### TASK DIRECTIONS
The line with "JSON names API.", the line with "- Every unsafe", and all lines between them in the material below: return these exactly, and no others.

========================================

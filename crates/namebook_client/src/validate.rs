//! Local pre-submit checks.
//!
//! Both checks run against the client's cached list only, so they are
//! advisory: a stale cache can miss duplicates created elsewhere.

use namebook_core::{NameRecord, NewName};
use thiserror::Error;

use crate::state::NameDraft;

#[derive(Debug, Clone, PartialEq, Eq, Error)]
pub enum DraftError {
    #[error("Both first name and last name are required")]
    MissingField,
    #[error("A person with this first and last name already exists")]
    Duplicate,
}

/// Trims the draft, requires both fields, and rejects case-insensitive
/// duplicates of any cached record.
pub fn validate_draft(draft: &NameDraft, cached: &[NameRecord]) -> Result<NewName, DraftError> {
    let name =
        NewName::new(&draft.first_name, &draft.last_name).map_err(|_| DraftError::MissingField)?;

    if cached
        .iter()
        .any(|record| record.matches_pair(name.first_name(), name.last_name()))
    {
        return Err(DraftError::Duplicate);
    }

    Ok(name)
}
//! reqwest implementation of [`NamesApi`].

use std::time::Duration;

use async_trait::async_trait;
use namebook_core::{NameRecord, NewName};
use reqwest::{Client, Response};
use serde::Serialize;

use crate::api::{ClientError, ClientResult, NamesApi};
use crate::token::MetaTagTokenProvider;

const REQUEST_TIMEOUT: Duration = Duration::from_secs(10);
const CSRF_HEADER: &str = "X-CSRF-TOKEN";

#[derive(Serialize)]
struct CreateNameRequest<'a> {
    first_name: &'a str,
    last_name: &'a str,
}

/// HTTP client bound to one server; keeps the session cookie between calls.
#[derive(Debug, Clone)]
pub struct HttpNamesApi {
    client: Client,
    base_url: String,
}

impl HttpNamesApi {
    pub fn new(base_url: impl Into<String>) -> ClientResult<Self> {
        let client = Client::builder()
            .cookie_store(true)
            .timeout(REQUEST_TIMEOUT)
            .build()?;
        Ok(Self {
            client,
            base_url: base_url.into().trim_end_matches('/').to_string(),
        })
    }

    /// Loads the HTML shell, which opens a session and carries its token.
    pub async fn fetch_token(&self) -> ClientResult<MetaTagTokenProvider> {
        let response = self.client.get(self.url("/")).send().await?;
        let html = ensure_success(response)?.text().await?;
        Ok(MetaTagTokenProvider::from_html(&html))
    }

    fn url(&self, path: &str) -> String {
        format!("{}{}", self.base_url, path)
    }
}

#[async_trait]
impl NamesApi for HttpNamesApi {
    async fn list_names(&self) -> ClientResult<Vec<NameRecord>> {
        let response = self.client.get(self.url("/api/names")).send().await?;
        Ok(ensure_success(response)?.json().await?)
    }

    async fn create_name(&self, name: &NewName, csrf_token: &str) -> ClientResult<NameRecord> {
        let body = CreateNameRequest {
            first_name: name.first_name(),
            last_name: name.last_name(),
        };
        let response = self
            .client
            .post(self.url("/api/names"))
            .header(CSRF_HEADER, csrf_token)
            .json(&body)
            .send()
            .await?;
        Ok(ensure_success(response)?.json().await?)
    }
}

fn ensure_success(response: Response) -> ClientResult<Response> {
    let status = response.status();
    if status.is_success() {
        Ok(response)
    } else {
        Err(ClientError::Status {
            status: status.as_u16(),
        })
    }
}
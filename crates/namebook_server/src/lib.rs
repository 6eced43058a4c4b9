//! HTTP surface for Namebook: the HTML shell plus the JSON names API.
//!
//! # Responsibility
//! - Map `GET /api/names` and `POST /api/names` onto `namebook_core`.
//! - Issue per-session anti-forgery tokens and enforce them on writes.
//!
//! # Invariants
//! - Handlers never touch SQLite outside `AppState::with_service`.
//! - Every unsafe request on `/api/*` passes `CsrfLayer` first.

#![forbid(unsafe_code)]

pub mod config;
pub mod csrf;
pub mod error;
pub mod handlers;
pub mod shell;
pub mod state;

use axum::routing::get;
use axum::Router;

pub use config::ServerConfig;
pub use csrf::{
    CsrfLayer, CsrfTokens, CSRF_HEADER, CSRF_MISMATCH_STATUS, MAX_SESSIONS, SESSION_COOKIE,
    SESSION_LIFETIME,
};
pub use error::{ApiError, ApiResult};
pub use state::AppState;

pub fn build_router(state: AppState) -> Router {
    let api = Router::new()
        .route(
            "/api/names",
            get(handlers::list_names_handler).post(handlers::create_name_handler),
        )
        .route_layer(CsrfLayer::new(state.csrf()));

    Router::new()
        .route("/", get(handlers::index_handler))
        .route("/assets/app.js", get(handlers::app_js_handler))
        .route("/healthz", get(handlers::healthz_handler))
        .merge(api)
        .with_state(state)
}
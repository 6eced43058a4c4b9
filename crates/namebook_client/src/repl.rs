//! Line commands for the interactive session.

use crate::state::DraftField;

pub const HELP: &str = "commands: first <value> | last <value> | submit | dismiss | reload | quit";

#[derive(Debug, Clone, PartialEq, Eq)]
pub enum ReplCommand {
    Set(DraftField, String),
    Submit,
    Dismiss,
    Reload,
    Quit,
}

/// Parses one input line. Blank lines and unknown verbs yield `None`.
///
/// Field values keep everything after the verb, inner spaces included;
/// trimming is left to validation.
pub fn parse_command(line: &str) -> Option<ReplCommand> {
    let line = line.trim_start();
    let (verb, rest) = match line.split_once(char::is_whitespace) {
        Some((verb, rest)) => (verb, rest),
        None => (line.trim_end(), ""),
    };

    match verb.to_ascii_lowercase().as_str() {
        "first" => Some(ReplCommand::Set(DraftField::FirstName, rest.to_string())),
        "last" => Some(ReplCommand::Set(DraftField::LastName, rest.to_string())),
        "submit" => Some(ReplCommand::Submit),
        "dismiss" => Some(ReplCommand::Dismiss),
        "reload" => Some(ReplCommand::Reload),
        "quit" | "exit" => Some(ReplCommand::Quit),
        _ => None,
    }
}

========================================

### FINISHED TASK
//! HTTP surface for Namebook: the HTML shell plus the JSON names API.
//!
//! # Responsibility
//! - Map `GET /api/names` and `POST /api/names` onto `namebook_core`.
//! - Issue per-session anti-forgery tokens and enforce them on writes.
//!
//! # Invariants
//! - Handlers never touch SQLite outside `AppState::with_service`.
//! - Every unsafe request on `/api/*` passes `CsrfLayer` first.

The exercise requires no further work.